In full and without alteration, reproduce every record.

** Input data **
*** Begin section ***

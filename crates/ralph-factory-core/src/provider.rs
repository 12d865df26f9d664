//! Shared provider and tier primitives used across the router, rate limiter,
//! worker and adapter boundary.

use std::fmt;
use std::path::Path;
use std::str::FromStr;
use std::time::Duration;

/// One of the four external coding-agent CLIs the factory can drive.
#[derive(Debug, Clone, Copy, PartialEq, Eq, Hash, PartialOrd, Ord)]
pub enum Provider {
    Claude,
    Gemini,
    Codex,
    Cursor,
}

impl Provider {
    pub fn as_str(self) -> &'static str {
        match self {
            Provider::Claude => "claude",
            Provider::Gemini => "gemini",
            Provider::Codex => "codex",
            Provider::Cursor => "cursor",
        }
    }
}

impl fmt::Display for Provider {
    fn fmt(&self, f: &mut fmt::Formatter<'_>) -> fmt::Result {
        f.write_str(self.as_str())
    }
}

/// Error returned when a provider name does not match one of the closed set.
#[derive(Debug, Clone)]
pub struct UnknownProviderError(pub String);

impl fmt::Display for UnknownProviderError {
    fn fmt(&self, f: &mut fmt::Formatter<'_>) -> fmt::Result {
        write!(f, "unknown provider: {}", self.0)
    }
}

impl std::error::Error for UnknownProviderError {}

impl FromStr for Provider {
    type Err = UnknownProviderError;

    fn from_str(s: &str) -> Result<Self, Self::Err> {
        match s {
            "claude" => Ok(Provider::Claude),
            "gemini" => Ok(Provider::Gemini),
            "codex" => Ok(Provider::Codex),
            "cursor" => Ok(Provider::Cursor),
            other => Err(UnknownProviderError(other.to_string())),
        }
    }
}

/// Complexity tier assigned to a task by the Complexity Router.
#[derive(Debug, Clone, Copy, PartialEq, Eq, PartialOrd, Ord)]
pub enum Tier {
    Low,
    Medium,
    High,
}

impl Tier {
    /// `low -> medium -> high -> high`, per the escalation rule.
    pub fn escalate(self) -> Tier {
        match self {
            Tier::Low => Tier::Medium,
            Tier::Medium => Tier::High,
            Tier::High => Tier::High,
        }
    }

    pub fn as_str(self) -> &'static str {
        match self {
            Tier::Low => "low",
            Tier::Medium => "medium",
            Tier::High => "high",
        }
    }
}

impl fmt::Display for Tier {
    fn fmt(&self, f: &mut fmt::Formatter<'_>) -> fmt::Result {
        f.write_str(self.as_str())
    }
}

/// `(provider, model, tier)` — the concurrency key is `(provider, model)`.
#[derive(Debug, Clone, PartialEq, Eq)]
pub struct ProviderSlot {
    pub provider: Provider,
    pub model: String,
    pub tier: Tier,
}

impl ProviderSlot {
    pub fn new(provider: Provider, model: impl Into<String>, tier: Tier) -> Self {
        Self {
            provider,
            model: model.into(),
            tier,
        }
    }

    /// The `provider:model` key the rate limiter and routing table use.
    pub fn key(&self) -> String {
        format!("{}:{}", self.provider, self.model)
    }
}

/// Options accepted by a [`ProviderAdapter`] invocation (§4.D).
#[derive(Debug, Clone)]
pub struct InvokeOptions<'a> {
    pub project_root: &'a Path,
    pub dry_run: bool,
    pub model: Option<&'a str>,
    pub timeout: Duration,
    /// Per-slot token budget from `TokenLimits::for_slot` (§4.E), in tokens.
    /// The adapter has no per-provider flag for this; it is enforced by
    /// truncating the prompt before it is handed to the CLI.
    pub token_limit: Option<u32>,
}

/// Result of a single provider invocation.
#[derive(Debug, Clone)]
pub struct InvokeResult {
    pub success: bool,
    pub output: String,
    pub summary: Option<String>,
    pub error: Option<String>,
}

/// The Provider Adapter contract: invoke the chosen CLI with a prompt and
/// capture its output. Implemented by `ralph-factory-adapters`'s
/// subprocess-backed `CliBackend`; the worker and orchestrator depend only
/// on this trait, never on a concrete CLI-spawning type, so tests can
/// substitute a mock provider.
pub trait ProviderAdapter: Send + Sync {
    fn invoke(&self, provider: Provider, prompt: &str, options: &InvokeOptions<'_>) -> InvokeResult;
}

*** End section ***

** Solved exercise **
filename crates/ralph-factory-core/src/provider.rs
repository 12d865df26f9d664
//! Shared provider and tier primitives used across the router, rate limiter,
//! worker and adapter boundary.

use std::fmt;
use std::path::Path;
use std::str::FromStr;
use std::time::Duration;

/// One of the four external coding-agent CLIs the factory can drive.
#[derive(Debug, Clone, Copy, PartialEq, Eq, Hash, PartialOrd, Ord)]
pub enum Provider {
    Claude,
    Gemini,
    Codex,
    Cursor,
}

impl Provider {
    pub fn as_str(self) -> &'static str {
        match self {
            Provider::Claude => "claude",
            Provider::Gemini => "gemini",
            Provider::Codex => "codex",
            Provider::Cursor => "cursor",
        }
    }
}

impl fmt::Display for Provider {
    fn fmt(&self, f: &mut fmt::Formatter<'_>) -> fmt::Result {
        f.write_str(self.as_str())
    }
}

/// Error returned when a provider name does not match one of the closed set.
#[derive(Debug, Clone)]
pub struct UnknownProviderError(pub String);

impl fmt::Display for UnknownProviderError {
    fn fmt(&self, f: &mut fmt::Formatter<'_>) -> fmt::Result {
        write!(f, "unknown provider: {}", self.0)
    }
}

impl std::error::Error for UnknownProviderError {}

impl FromStr for Provider {
    type Err = UnknownProviderError;

    fn from_str(s: &str) -> Result<Self, Self::Err> {
        match s {
            "claude" => Ok(Provider::Claude),
            "gemini" => Ok(Provider::Gemini),
            "codex" => Ok(Provider::Codex),
            "cursor" => Ok(Provider::Cursor),
            other => Err(UnknownProviderError(other.to_string())),
        }
    }
}

/// Complexity tier assigned to a task by the Complexity Router.
#[derive(Debug, Clone, Copy, PartialEq, Eq, PartialOrd, Ord)]
pub enum Tier {
    Low,
    Medium,
    High,
}

impl Tier {
    /// `low -> medium -> high -> high`, per the escalation rule.
    pub fn escalate(self) -> Tier {
        match self {
            Tier::Low => Tier::Medium,
            Tier::Medium => Tier::High,
            Tier::High => Tier::High,
        }
    }

    pub fn as_str(self) -> &'static str {
        match self {
            Tier::Low => "low",
            Tier::Medium => "medium",
            Tier::High => "high",
        }
    }
}

impl fmt::Display for Tier {
    fn fmt(&self, f: &mut fmt::Formatter<'_>) -> fmt::Result {
        f.write_str(self.as_str())
    }
}

/// `(provider, model, tier)` — the concurrency key is `(provider, model)`.
#[derive(Debug, Clone, PartialEq, Eq)]
pub struct ProviderSlot {
    pub provider: Provider,
    pub model: String,
    pub tier: Tier,
}

impl ProviderSlot {
    pub fn new(provider: Provider, model: impl Into<String>, tier: Tier) -> Self {
        Self {
            provider,
            model: model.into(),
            tier,
        }
    }

    /// The `provider:model` key the rate limiter and routing table use.
    pub fn key(&self) -> String {
        format!("{}:{}", self.provider, self.model)
    }
}

/// Options accepted by a [`ProviderAdapter`] invocation (§4.D).
#[derive(Debug, Clone)]
pub struct InvokeOptions<'a> {
    pub project_root: &'a Path,
    pub dry_run: bool,
    pub model: Option<&'a str>,
    pub timeout: Duration,
    /// Per-slot token budget from `TokenLimits::for_slot` (§4.E), in tokens.
    /// The adapter has no per-provider flag for this; it is enforced by
    /// truncating the prompt before it is handed to the CLI.
    pub token_limit: Option<u32>,
}

/// Result of a single provider invocation.
#[derive(Debug, Clone)]
pub struct InvokeResult {
    pub success: bool,
    pub output: String,
    pub summary: Option<String>,
    pub error: Option<String>,
}

/// The Provider Adapter contract: invoke the chosen CLI with a prompt and
/// capture its output. Implemented by `ralph-factory-adapters`'s
/// subprocess-backed `CliBackend`; the worker and orchestrator depend only
/// on this trait, never on a concrete CLI-spawning type, so tests can
/// substitute a mock provider.
pub trait ProviderAdapter: Send + Sync {
    fn invoke(&self, provider: Provider, prompt: &str, options: &InvokeOptions<'_>) -> InvokeResult;
}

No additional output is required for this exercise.